Usage of vSAN Express Storage Architecture (ESA) 

vSAN ESA (Express Storage Architecture) leverages NVMe disks has positive impact on storage response times, typically below 1 ms.

vSAN ESA Single Tier Storage has more predictable performance than Two Tier (cache tier, capacity tier) vSAN OSA (Original Storage Architecture). vSAN OSA is treated as a legacy vSAN architecture, therefore ESA is highly recommended.

vSAN ESA provides native SCSI-3 PR support.

Shared virtual disks are supported on vSAN ESA for WSFC/FCI Microsoft Clustering out-of-the box.

Based on KB Article 327037,  VMware vSAN supports multi-writer virtual disks, which are used to implement Clustered VMDK scenarios (shared-disk clustering).

Clustered VMDK is a specific Multi-writer use case.

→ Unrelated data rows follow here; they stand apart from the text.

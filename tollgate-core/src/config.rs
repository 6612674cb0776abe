//! Configuration values for the throttle and the TOTP engine.
//!
//! Both structs are plain values: build them once (by hand or by
//! deserializing them from whatever configuration source the host uses) and
//! pass them to the services. Nothing in tollgate reads global settings.

use chrono::Duration;
use serde::{Deserialize, Serialize};

use crate::{error::ValidationError, totp::StepEncoding};

/// Configuration for the attempt throttle.
///
/// # Example
///
/// ```rust
/// use tollgate_core::ThrottleConfig;
///
/// let config = ThrottleConfig {
///     attempts_limit: 3,
///     ..ThrottleConfig::default()
/// };
/// assert!(config.validate().is_ok());
/// ```
#[derive(Debug, Clone, PartialEq, Eq, Serialize, Deserialize)]
#[serde(default)]
pub struct ThrottleConfig {
    /// Whether throttling is active at all
    pub enabled: bool,
    /// Minimum gap in seconds between two attempts from one identity
    pub time_limit: u64,
    /// Number of ledger records at which an identity is blocked
    pub attempts_limit: u32,
    /// Seconds a blocked ledger is kept (and the identity stays blocked)
    pub block_period: u64,
    /// Seconds an unblocked ledger is kept after its last attempt
    pub ledger_retention: u64,
    /// Notify the account owner when an attempt on their login is blocked
    pub notify_on_block: bool,
}

impl Default for ThrottleConfig {
    fn default() -> Self {
        Self {
            enabled: true,
            time_limit: 5,
            attempts_limit: 5,
            block_period: 86_400,
            ledger_retention: 86_400,
            notify_on_block: true,
        }
    }
}

impl ThrottleConfig {
    /// A configuration that lets every attempt through without recording it.
    pub fn disabled() -> Self {
        Self {
            enabled: false,
            ..Self::default()
        }
    }

    pub fn validate(&self) -> Result<(), ValidationError> {
        if self.attempts_limit == 0 {
            return Err(ValidationError::InvalidConfig(
                "attempts_limit must be at least 1".to_string(),
            ));
        }
        if self.block_period == 0 {
            return Err(ValidationError::InvalidConfig(
                "block_period must be at least 1 second".to_string(),
            ));
        }
        if self.ledger_retention == 0 {
            return Err(ValidationError::InvalidConfig(
                "ledger_retention must be at least 1 second".to_string(),
            ));
        }
        Ok(())
    }

    pub fn block_ttl(&self) -> Duration {
        Duration::seconds(saturating_i64(self.block_period))
    }

    pub fn retention_ttl(&self) -> Duration {
        Duration::seconds(saturating_i64(self.ledger_retention))
    }
}

/// Configuration for TOTP generation and verification.
#[derive(Debug, Clone, PartialEq, Eq, Serialize, Deserialize)]
#[serde(default)]
pub struct TotpConfig {
    /// Length of a time step in seconds
    pub period: u64,
    /// Number of random bytes in a freshly generated secret
    pub secret_length: usize,
    /// Issuer shown by authenticator apps
    pub issuer: String,
    /// Width of the time step inside the HMAC message
    pub encoding: StepEncoding,
}

impl Default for TotpConfig {
    fn default() -> Self {
        Self {
            period: crate::totp::DEFAULT_PERIOD,
            secret_length: crate::totp::DEFAULT_SECRET_LENGTH,
            issuer: "tollgate".to_string(),
            encoding: StepEncoding::default(),
        }
    }
}

impl TotpConfig {
    pub fn validate(&self) -> Result<(), ValidationError> {
        if self.period == 0 {
            return Err(ValidationError::InvalidConfig(
                "period must be at least 1 second".to_string(),
            ));
        }
        // 80 bits
        if self.secret_length < 10 {
            return Err(ValidationError::InvalidConfig(
                "secret_length must be at least 10 bytes".to_string(),
            ));
        }
        Ok(())
    }
}

fn saturating_i64(value: u64) -> i64 {
    i64::try_from(value).unwrap_or(i64::MAX)
}

#[cfg(test)]
mod tests {
    use super::*;

    #[test]
    fn test_throttle_defaults() {
        let config = ThrottleConfig::default();
        assert!(config.enabled);
        assert_eq!(config.time_limit, 5);
        assert_eq!(config.attempts_limit, 5);
        assert_eq!(config.block_period, 86_400);
        assert_eq!(config.block_ttl(), Duration::days(1));
        assert!(config.validate().is_ok());
    }

    #[test]
    fn test_disabled() {
        let config = ThrottleConfig::disabled();
        assert!(!config.enabled);
        assert_eq!(config.attempts_limit, 5);
    }

    #[test]
    fn test_validate_rejects_zero_attempts() {
        let config = ThrottleConfig {
            attempts_limit: 0,
            ..ThrottleConfig::default()
        };
        assert!(matches!(
            config.validate(),
            Err(ValidationError::InvalidConfig(_))
        ));
    }

    #[test]
    fn test_deserialize_partial_config() {
        let config: ThrottleConfig =
            serde_json::from_str(r#"{ "attempts_limit": 3, "time_limit": 10 }"#).unwrap();
        assert_eq!(config.attempts_limit, 3);
        assert_eq!(config.time_limit, 10);
        assert_eq!(config.block_period, 86_400);
    }

    #[test]
    fn test_totp_config_validation() {
        assert!(TotpConfig::default().validate().is_ok());

        let short = TotpConfig {
            secret_length: 4,
            ..TotpConfig::default()
        };
        assert!(short.validate().is_err());

        let zero = TotpConfig {
            period: 0,
            ..TotpConfig::default()
        };
        assert!(zero.validate().is_err());
    }
}
// src/conn.rs
//! One accepted connection and its HTTP request state machine.

use crate::buffer::{BufferChain, Consume};
use crate::completion::{FinishFn, Mailbox};
use crate::config::Limits;
use crate::http::RequestInfo;
use crate::metrics::WorkerMetrics;
use crate::parser::RequestFilter;
use crate::pool::Pool;
use crate::request::{Request, Root, write_status_response};
use crate::status::Status;
use crate::syscalls;
use crate::task::TaskHandle;
use libc::c_int;
use std::net::{IpAddr, Shutdown, SocketAddrV4};
use std::panic::{self, AssertUnwindSafe};
use std::sync::Arc;
use tracing::{debug, trace, warn};

#[derive(Debug, Clone, Copy, PartialEq, Eq)]
pub enum RequestReadState {
    RequestLine,
    RequestHeaders,
    RequestProcess,
    RequestInput,
    /// Handler returned `Suspended`; waiting for its completion.
    RequestSuspended,
    Closed,
    Invalid,
}

/// Per-worker state every client of that worker needs.
pub struct WorkerContext {
    pub root: Arc<dyn Root>,
    pub limits: Limits,
    pub server_name: Arc<str>,
    pub tasks: TaskHandle,
    pub metrics: Arc<WorkerMetrics>,
    /// Parent of every request pool created on this worker.
    pub thread_pool: Pool,
    /// Where completions of suspended requests are posted.
    pub(crate) mailbox: Arc<Mailbox>,
}

pub struct Client {
    fd: c_int,
    /// Epoll token, carried by completions back to this client.
    token: u64,
    peer: Option<SocketAddrV4>,
    pool: Pool,
    input: BufferChain,
    output: BufferChain,
    request: Option<Request>,
    state: RequestReadState,
    /// Stream position where the line being scanned starts.
    bytes_read: usize,
    bytes_sent: usize,
    shutdown_read: bool,
    shutdown_write: bool,
    peer_closed: bool,
    valid: bool,
}
// src/metrics.rs
use serde::Serialize;
use std::sync::atomic::{AtomicUsize, Ordering};

/// Counters shared by every worker of one queue.
#[repr(C, align(64))]
pub struct WorkerMetrics {
    pub req_count: AtomicUsize,
    pub active_conns: AtomicUsize,
    pub bytes_sent: AtomicUsize,
    pub tasks_executed: AtomicUsize,
    pub tasks_failed: AtomicUsize,
}

#[derive(Debug, Clone, Copy, PartialEq, Eq, Serialize)]
pub struct MetricsSnapshot {
    pub requests: usize,
    pub active_connections: usize,
    pub bytes_sent: usize,
    pub tasks_executed: usize,
    pub tasks_failed: usize,
}

impl WorkerMetrics {
    pub fn new() -> Self {
        Self {
            req_count: AtomicUsize::new(0),
            active_conns: AtomicUsize::new(0),
            bytes_sent: AtomicUsize::new(0),
            tasks_executed: AtomicUsize::new(0),
            tasks_failed: AtomicUsize::new(0),
        }
    }

    pub fn inc_req(&self) {
        self.req_count.fetch_add(1, Ordering::Relaxed);
    }

    pub fn inc_conn(&self) {
        self.active_conns.fetch_add(1, Ordering::Relaxed);
    }

    pub fn dec_conn(&self) {
        self.active_conns.fetch_sub(1, Ordering::Relaxed);
    }

    pub fn add_bytes(&self, bytes: usize) {
        self.bytes_sent.fetch_add(bytes, Ordering::Relaxed);
    }

    pub fn task_done(&self, success: bool) {
        self.tasks_executed.fetch_add(1, Ordering::Relaxed);
        if !success {
            self.tasks_failed.fetch_add(1, Ordering::Relaxed);
        }
    }

    pub fn snapshot(&self) -> MetricsSnapshot {
        MetricsSnapshot {
            requests: self.req_count.load(Ordering::Relaxed),
            active_connections: self.active_conns.load(Ordering::Relaxed),
            bytes_sent: self.bytes_sent.load(Ordering::Relaxed),
            tasks_executed: self.tasks_executed.load(Ordering::Relaxed),
            tasks_failed: self.tasks_failed.load(Ordering::Relaxed),
        }
    }
}

impl Default for WorkerMetrics {
    fn default() -> Self {
        Self::new()
    }
}
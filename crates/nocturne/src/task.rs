// src/task.rs
//! Deferred work shared by every worker of a queue.
//!
//! Tasks are pushed from any thread into a mutex-guarded priority heap and a
//! shared eventfd is bumped once per task. Each wake pops at most one task;
//! a worker that reads a counter above one writes the remainder back so the
//! kernel wakes another worker. The forwarding spreads load on a best-effort
//! basis only: nothing guarantees which worker runs which task.

use crate::syscalls;
use libc::c_int;
use std::cmp::Ordering as CmpOrdering;
use std::collections::BinaryHeap;
use std::fmt;
use std::io;
use std::panic::{self, AssertUnwindSafe};
use std::sync::atomic::{AtomicU64, AtomicUsize, Ordering};
use std::sync::{Arc, Condvar, Mutex, MutexGuard, PoisonError};
use std::time::Duration;
use tracing::{error, trace, warn};

pub const PRIORITY_LOWEST: u8 = 0;
pub const PRIORITY_LOW: u8 = 63;
pub const PRIORITY_NORMAL: u8 = 127;
pub const PRIORITY_HIGH: u8 = 191;
pub const PRIORITY_HIGHEST: u8 = 255;

const GROUP_POLL_INTERVAL: Duration = Duration::from_millis(50);

pub type ExecuteFn = Box<dyn FnOnce(&AsyncTask) -> bool + Send>;
pub type CompleteFn = Box<dyn FnOnce(&AsyncTask, bool) + Send>;

fn lock<T>(mutex: &Mutex<T>) -> MutexGuard<'_, T> {
    mutex.lock().unwrap_or_else(PoisonError::into_inner)
}

/// A unit of deferred work.
///
/// Execute callbacks run on whichever worker pops the task. Complete
/// callbacks run there too, unless the task belongs to a group: then they run
/// on the thread that calls [`AsyncTaskGroup::update`].
pub struct AsyncTask {
    priority: u8,
    group: Option<Arc<AsyncTaskGroup>>,
    execute: Vec<ExecuteFn>,
    complete: Vec<CompleteFn>,
    successful: bool,
}

impl AsyncTask {
    pub fn new() -> Self {
        Self {
            priority: PRIORITY_NORMAL,
            group: None,
            execute: Vec::new(),
            complete: Vec::new(),
            successful: false,
        }
    }

    /// Build a task in one closure, optionally attached to `group`.
    pub fn prepare<F>(group: Option<Arc<AsyncTaskGroup>>, f: F) -> Self
    where
        F: FnOnce(&mut AsyncTask),
    {
        let mut task = Self::new();
        task.group = group;
        f(&mut task);
        task
    }

    pub fn add_execute_fn<F>(&mut self, f: F)
    where
        F: FnOnce(&AsyncTask) -> bool + Send + 'static,
    {
        self.execute.push(Box::new(f));
    }

    pub fn add_complete_fn<F>(&mut self, f: F)
    where
        F: FnOnce(&AsyncTask, bool) + Send + 'static,
    {
        self.complete.push(Box::new(f));
    }

    pub fn set_priority(&mut self, priority: u8) {
        self.priority = priority;
    }

    pub fn priority(&self) -> u8 {
        self.priority
    }

    pub fn group(&self) -> Option<&Arc<AsyncTaskGroup>> {
        self.group.as_ref()
    }

    pub fn set_successful(&mut self, value: bool) {
        self.successful = value;
    }

    pub fn is_successful(&self) -> bool {
        self.successful
    }

    /// Run execute callbacks in order; stops at the first one that fails.
    pub fn execute(&mut self) -> bool {
        let callbacks = std::mem::take(&mut self.execute);
        for cb in callbacks {
            if !cb(self) {
                return false;
            }
        }
        true
    }

    pub fn on_complete(&mut self) {
        let callbacks = std::mem::take(&mut self.complete);
        let successful = self.successful;
        for cb in callbacks {
            cb(self, successful);
        }
    }

    /// Execute and, for ungrouped tasks, complete.
    pub fn run(&mut self) {
        let successful = self.execute();
        self.set_successful(successful);
        if self.group.is_none() {
            self.on_complete();
        }
    }
}

impl Default for AsyncTask {
    fn default() -> Self {
        Self::new()
    }
}

impl fmt::Debug for AsyncTask {
    fn fmt(&self, f: &mut fmt::Formatter<'_>) -> fmt::Result {
        f.debug_struct("AsyncTask")
            .field("priority", &self.priority)
            .field("grouped", &self.group.is_some())
            .field("execute", &self.execute.len())
            .field("complete", &self.complete.len())
            .field("successful", &self.successful)
            .finish()
    }
}

/// Collects finished tasks so their completion runs on the owner's thread.
pub struct AsyncTaskGroup {
    queue: Mutex<Vec<AsyncTask>>,
    condition: Condvar,
    added: AtomicUsize,
    completed: AtomicUsize,
    notify: Option<Box<dyn Fn() + Send + Sync>>,
}

impl AsyncTaskGroup {
    pub fn new() -> Arc<Self> {
        Arc::new(Self::build(None))
    }

    /// Group whose `notify` runs on the worker thread every time a task of
    /// the group finishes.
    pub fn with_notify<F>(notify: F) -> Arc<Self>
    where
        F: Fn() + Send + Sync + 'static,
    {
        Arc::new(Self::build(Some(Box::new(notify))))
    }

    fn build(notify: Option<Box<dyn Fn() + Send + Sync>>) -> Self {
        Self {
            queue: Mutex::new(Vec::new()),
            condition: Condvar::new(),
            added: AtomicUsize::new(0),
            completed: AtomicUsize::new(0),
            notify,
        }
    }

    pub fn on_added(&self) {
        self.added.fetch_add(1, Ordering::AcqRel);
    }

    pub fn on_performed(&self, task: AsyncTask) {
        lock(&self.queue).push(task);
        self.condition.notify_one();
        if let Some(notify) = &self.notify {
            notify();
        }
    }

    /// Run completion callbacks of every task finished since the last call.
    pub fn update(&self) {
        let finished = std::mem::take(&mut *lock(&self.queue));
        for mut task in finished {
            task.on_complete();
            self.completed.fetch_add(1, Ordering::AcqRel);
        }
    }

    /// Block until every added task has completed.
    pub fn wait_for_all(&self) {
        self.update();
        while self.added.load(Ordering::Acquire) != self.completed.load(Ordering::Acquire) {
            let guard = lock(&self.queue);
            if guard.is_empty() {
                let _ = self
                    .condition
                    .wait_timeout(guard, GROUP_POLL_INTERVAL)
                    .unwrap_or_else(PoisonError::into_inner);
            } else {
                drop(guard);
            }
            self.update();
        }
    }

    /// `(completed, added)`
    pub fn counters(&self) -> (usize, usize) {
        (
            self.completed.load(Ordering::Acquire),
            self.added.load(Ordering::Acquire),
        )
    }
}

struct QueuedTask {
    priority: u8,
    seq: u64,
    task: AsyncTask,
}

impl PartialEq for QueuedTask {
    fn eq(&self, other: &Self) -> bool {
        self.priority == other.priority && self.seq == other.seq
    }
}

impl Eq for QueuedTask {}

impl PartialOrd for QueuedTask {
    fn partial_cmp(&self, other: &Self) -> Option<CmpOrdering> {
        Some(self.cmp(other))
    }
}

impl Ord for QueuedTask {
    fn cmp(&self, other: &Self) -> CmpOrdering {
        self.priority
            .cmp(&other.priority)
            .then_with(|| other.seq.cmp(&self.seq))
    }
}

/// One eventfd wakeup: the counter that was read and the task popped for it.
#[derive(Debug)]
pub struct Wake {
    pub value: u64,
    pub task: Option<AsyncTask>,
}

/// Shared priority queue of tasks plus the eventfd that announces them.
pub struct TaskQueue {
    heap: Mutex<BinaryHeap<QueuedTask>>,
    counter: AtomicUsize,
    seq: AtomicU64,
    event_fd: c_int,
}

/// Cloneable handle to a [`TaskQueue`]. Every clone keeps the queue alive,
/// so work submitted from a request outlives the request itself.
pub type TaskHandle = Arc<TaskQueue>;

impl TaskQueue {
    pub fn new() -> io::Result<TaskHandle> {
        let event_fd = syscalls::create_eventfd()?;
        Ok(Arc::new(Self {
            heap: Mutex::new(BinaryHeap::new()),
            counter: AtomicUsize::new(0),
            seq: AtomicU64::new(0),
            event_fd,
        }))
    }

    pub fn event_fd(&self) -> c_int {
        self.event_fd
    }

    /// Enqueue `task` and signal one eventfd unit.
    pub fn push_task(&self, task: AsyncTask) {
        if let Some(group) = task.group() {
            group.on_added();
        }
        let queued = QueuedTask {
            priority: task.priority(),
            seq: self.seq.fetch_add(1, Ordering::Relaxed),
            task,
        };
        lock(&self.heap).push(queued);
        self.counter.fetch_add(1, Ordering::AcqRel);

        if let Err(e) = syscalls::eventfd_write(self.event_fd, 1) {
            error!("failed to signal task eventfd: {}", e);
        }
    }

    /// Highest-priority pending task, if any.
    pub fn pop_task(&self) -> Option<AsyncTask> {
        lock(&self.heap).pop().map(|queued| queued.task)
    }

    /// Hand a finished task to its group, or drop it.
    pub fn release_task(&self, task: AsyncTask) {
        match task.group().cloned() {
            Some(group) => group.on_performed(task),
            None => drop(task),
        }
        self.counter.fetch_sub(1, Ordering::AcqRel);
    }

    /// Tasks pushed and not yet released.
    pub fn has_tasks(&self) -> bool {
        self.pending() > 0
    }

    pub fn pending(&self) -> usize {
        self.counter.load(Ordering::Acquire)
    }

    /// Consume one eventfd notification.
    ///
    /// Reads and resets the counter, pops at most one task and writes
    /// `value - 1` back so the remaining units reach another worker.
    /// Returns `Ok(None)` when there was nothing to read.
    pub fn take_wake(&self) -> io::Result<Option<Wake>> {
        let Some(value) = syscalls::eventfd_read(self.event_fd)? else {
            return Ok(None);
        };
        if value == 0 {
            return Ok(None);
        }
        let task = self.pop_task();
        if value > 1 {
            trace!(remaining = value - 1, "forwarding task wake");
            syscalls::eventfd_write(self.event_fd, value - 1)?;
        }
        Ok(Some(Wake { value, task }))
    }

    /// Run `task` on the current thread and release it.
    ///
    /// A panicking task counts as failed; ungrouped tasks still get their
    /// completion callbacks.
    pub fn run_task(&self, mut task: AsyncTask) -> bool {
        let outcome = panic::catch_unwind(AssertUnwindSafe(|| task.run()));
        if outcome.is_err() {
            warn!("async task panicked");
            task.set_successful(false);
            if task.group().is_none() {
                let _ = panic::catch_unwind(AssertUnwindSafe(|| task.on_complete()));
            }
        }
        let successful = task.is_successful();
        self.release_task(task);
        successful
    }
}

impl Drop for TaskQueue {
    fn drop(&mut self) {
        syscalls::close(self.event_fd);
    }
}

#[cfg(test)]
mod tests {
    use super::*;
    use std::sync::atomic::AtomicBool;
    use std::thread;

    fn labelled(priority: u8, label: u8, out: Arc<Mutex<Vec<u8>>>) -> AsyncTask {
        AsyncTask::prepare(None, |task| {
            task.set_priority(priority);
            task.add_execute_fn(move |_| {
                out.lock().unwrap().push(label);
                true
            });
        })
    }

    #[test]
    fn test_pop_in_priority_order() {
        let queue = TaskQueue::new().unwrap();
        let out = Arc::new(Mutex::new(Vec::new()));
        queue.push_task(labelled(PRIORITY_LOW, 1, out.clone()));
        queue.push_task(labelled(PRIORITY_HIGHEST, 2, out.clone()));
        queue.push_task(labelled(PRIORITY_NORMAL, 3, out.clone()));
        queue.push_task(labelled(PRIORITY_LOWEST, 4, out.clone()));
        assert_eq!(queue.pending(), 4);

        while let Some(task) = queue.pop_task() {
            assert!(queue.run_task(task));
        }
        assert_eq!(*out.lock().unwrap(), vec![2, 3, 1, 4]);
        assert!(!queue.has_tasks());
    }

    #[test]
    fn test_wake_accounting_delivers_each_task_once() {
        let queue = TaskQueue::new().unwrap();
        const K: u64 = 7;
        for _ in 0..K {
            queue.push_task(AsyncTask::new());
        }

        let mut deliveries = 0;
        let mut first_value = None;
        while let Some(wake) = queue.take_wake().unwrap() {
            first_value.get_or_insert(wake.value);
            deliveries += 1;
            let task = wake.task.expect("one task per wake unit");
            queue.run_task(task);
        }
        assert_eq!(first_value, Some(K));
        assert_eq!(deliveries, K);
        assert!(queue.pop_task().is_none());
        assert!(!queue.has_tasks());
    }

    #[test]
    fn test_wake_accounting_across_threads() {
        let queue = TaskQueue::new().unwrap();
        const K: usize = 32;
        for _ in 0..K {
            queue.push_task(AsyncTask::new());
        }

        let consumers: Vec<_> = (0..4)
            .map(|_| {
                let queue = queue.clone();
                thread::spawn(move || {
                    let mut taken = 0;
                    while let Ok(Some(wake)) = queue.take_wake() {
                        if let Some(task) = wake.task {
                            queue.run_task(task);
                            taken += 1;
                        }
                    }
                    taken
                })
            })
            .collect();

        let mut total: usize = consumers.into_iter().map(|h| h.join().unwrap()).sum();
        // a consumer may stop between another's read and its write-back
        while let Some(wake) = queue.take_wake().unwrap() {
            if let Some(task) = wake.task {
                queue.run_task(task);
                total += 1;
            }
        }
        assert_eq!(total, K);
        assert!(!queue.has_tasks());
    }

    #[test]
    fn test_group_completes_on_owner_thread() {
        let queue = TaskQueue::new().unwrap();
        let notified = Arc::new(AtomicUsize::new(0));
        let n = notified.clone();
        let group = AsyncTaskGroup::with_notify(move || {
            n.fetch_add(1, Ordering::SeqCst);
        });

        let owner = thread::current().id();
        let completed_here = Arc::new(AtomicUsize::new(0));
        for i in 0..3 {
            let completed_here = completed_here.clone();
            queue.push_task(AsyncTask::prepare(Some(group.clone()), move |task| {
                task.add_execute_fn(move |_| i != 1);
                task.add_complete_fn(move |_, ok| {
                    assert_eq!(thread::current().id(), owner);
                    assert_eq!(ok, i != 1);
                    completed_here.fetch_add(1, Ordering::SeqCst);
                });
            }));
        }
        assert_eq!(group.counters(), (0, 3));

        let worker = {
            let queue = queue.clone();
            thread::spawn(move || {
                while let Some(task) = queue.pop_task() {
                    queue.run_task(task);
                }
            })
        };
        group.wait_for_all();
        worker.join().unwrap();

        assert_eq!(group.counters(), (3, 3));
        assert_eq!(completed_here.load(Ordering::SeqCst), 3);
        assert_eq!(notified.load(Ordering::SeqCst), 3);
    }

    #[test]
    fn test_panicking_task_is_released_as_failed() {
        let queue = TaskQueue::new().unwrap();
        let completed = Arc::new(AtomicBool::new(true));
        let c = completed.clone();
        queue.push_task(AsyncTask::prepare(None, move |task| {
            task.add_execute_fn(|_| panic!("task failure"));
            task.add_complete_fn(move |_, ok| c.store(ok, Ordering::SeqCst));
        }));

        let task = queue.pop_task().unwrap();
        assert!(!queue.run_task(task));
        assert!(!completed.load(Ordering::SeqCst));
        assert!(!queue.has_tasks());
    }
}
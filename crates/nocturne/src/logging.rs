//! Logging initialization for nocturne.
//!
//! The server logs through `tracing`. Nothing is printed until a subscriber
//! is installed, so binaries call one of the functions below once at startup.
//!
//! ## Quick Start
//!
//! ```rust,no_run
//! use nocturne::logging::init_logging;
//!
//! init_logging();
//! ```
//!
//! ## Configuration
//!
//! The filter is read from `RUST_LOG`:
//!
//! ```bash
//! # Per-connection state transitions and wake forwarding
//! RUST_LOG=nocturne=trace nocturne
//!
//! # Accepts, worker lifecycle and request summaries
//! RUST_LOG=debug nocturne
//!
//! # Only warnings and errors (production)
//! RUST_LOG=warn nocturne
//! ```

use std::str::FromStr;
use tracing_subscriber::{EnvFilter, layer::SubscriberExt, util::SubscriberInitExt};

/// Output format of the log layer.
#[derive(Debug, Clone, Copy, PartialEq, Eq, Default)]
pub enum LogFormat {
    #[default]
    Compact,
    Pretty,
    Json,
}

impl FromStr for LogFormat {
    type Err = String;

    fn from_str(s: &str) -> Result<Self, Self::Err> {
        match s.trim().to_ascii_lowercase().as_str() {
            "" | "compact" | "text" => Ok(LogFormat::Compact),
            "pretty" => Ok(LogFormat::Pretty),
            "json" => Ok(LogFormat::Json),
            other => Err(format!("unknown log format {other:?}")),
        }
    }
}

fn filter(default_level: &str) -> EnvFilter {
    EnvFilter::try_from_default_env().unwrap_or_else(|_| EnvFilter::new(default_level))
}

/// Initialize compact logging at `info` unless `RUST_LOG` says otherwise.
///
/// Worker threads are named `nocturne-worker-N`, and the thread name is part
/// of every line so interleaved worker output stays readable.
///
/// # Panics
///
/// Panics if a global subscriber is already installed.
pub fn init_logging() {
    init_logging_with_level("info");
}

/// Initialize compact logging with an explicit default level.
///
/// `RUST_LOG` still wins when it is set.
///
/// # Panics
///
/// Panics if a global subscriber is already installed.
pub fn init_logging_with_level(level: &str) {
    tracing_subscriber::registry()
        .with(filter(level))
        .with(tracing_subscriber::fmt::layer().with_thread_names(true))
        .init();
}

/// Initialize pretty-formatted logging (recommended for development).
///
/// # Panics
///
/// Panics if a global subscriber is already installed.
pub fn init_logging_pretty() {
    tracing_subscriber::registry()
        .with(filter("info"))
        .with(
            tracing_subscriber::fmt::layer()
                .pretty()
                .with_line_number(true)
                .with_thread_names(true)
                .with_target(true),
        )
        .init();
}

/// Initialize JSON-formatted logging (recommended for production).
///
/// # Panics
///
/// Panics if a global subscriber is already installed.
pub fn init_logging_json() {
    tracing_subscriber::registry()
        .with(filter("info"))
        .with(tracing_subscriber::fmt::layer().json().with_thread_names(true))
        .init();
}

/// Initialize logging in the given format.
pub fn init_logging_with_format(format: LogFormat) {
    match format {
        LogFormat::Compact => init_logging(),
        LogFormat::Pretty => init_logging_pretty(),
        LogFormat::Json => init_logging_json(),
    }
}

/// Install a test-writer subscriber, ignoring an already installed one.
///
/// Safe to call from every test.
pub fn init_test_logging() {
    let _ = tracing_subscriber::registry()
        .with(filter("debug"))
        .with(tracing_subscriber::fmt::layer().with_test_writer().with_thread_names(true))
        .try_init();
}

#[cfg(test)]
mod tests {
    use super::*;

    #[test]
    fn test_log_format_parse() {
        assert_eq!("json".parse::<LogFormat>(), Ok(LogFormat::Json));
        assert_eq!("Pretty".parse::<LogFormat>(), Ok(LogFormat::Pretty));
        assert_eq!("".parse::<LogFormat>(), Ok(LogFormat::Compact));
        assert!("xml".parse::<LogFormat>().is_err());
    }
}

Multi-writer allows admins to make a virtual disk accessible for more than one VM simultaneously. However, it does not provide any reservations or locking mechanism for coordinating access to the virtual disk for consistency.  

Clustered VMDK uses a shared virtual SCSI bus. With Clustered VMDKs, vSAN implements SCSI3-PR for Microsoft Windows Server Failover Clusters (WSFC). Not all of the SCSI3-PR reservation types are supported, only those needed for MS WSFC. If you are trying to use any other application with SCSI3-PR on vSAN, it is not currently supported by VMware. 

Clustered VMDK is little bit misleading term in vSAN because vSAN does not use VMDKs. VMDKs are used on VMFS filesystem backed by LUN on block storage. vSAN is internally object-based storage.

Shared (Multi-writer) virtual disks comes with significant feature restrictions: 

• Multi-writer (clustered VMDK) on vSAN comes with significant feature restrictions:
• No snapshots
• No Storage vMotion for shared disks
• No Changed Block Tracking (CBT)
• Limited backup options (no standard image-level backup)
• Hot-extend restrictions

VM Storage Controller Considerations

For all shared disks use VMware Paravirtual SCSI (PVSCSI) controller with SCSI Bus Sharing "Physical".

Virtual SCSI Controller

 

If you want improve parallel performance, distribute shared disks across multiple PVSCSI controllers (up to four per VM) to maximize I/O parallelism and improve queue depths.

Shared (multi-writer) virtual disks mode must be set to Independent - Persistent as it disables possibility to use VMware snapshots.

Virtual Disk Mode

 

In this mode, image based VMware Backup is not available because snapshots and CBT (Change Block Tracking) is not available.

Storage Policy-Based Management (SPBM) 

Use RAID 5/6 (Erasure Coding) as FTT (Failure-to-Tolerate) method as it delivers RAID-1 performance with significantly better space efficiency.

Optionally use vSAN compression and global deduplication as the performance impact is negligible. 

Other VM Configuration Considerations

The virtual machine must use Virtual Hardware version 15 or higher to support the sharing of VMDKs.

Virtual Machines (WSFC/FCIs) must be deployed using a CAB (Cluster Across Boxes) model, where each cluster node resides on a different physical ESXi host. DRS Anti-Affinity Rules should be used to strictly enforce physical separation and prevent a single host failure from taking down multiple DB nodes.

Assign full memory reservations (Reserved RAM should equal to Provisioned RAM) to all VMs participating in the cluster. This prevents memory ballooning or swapping, which can cause high latency and disrupt critical cluster heartbeats.

Conclusion 

This blog post is covering MS-SQL Windows Server Failover clustering using shared disks. 

The more modern clustering alternative is Microsoft SQL Server Always On Availability Groups (AG) where shared disks are not used at all and Database Synchronous replication (real-time transaction log streaming) is leveraged. In such alternative architecture, each DB node has its own disks. Such DB clustering architecture does not need any storage specific capabilities.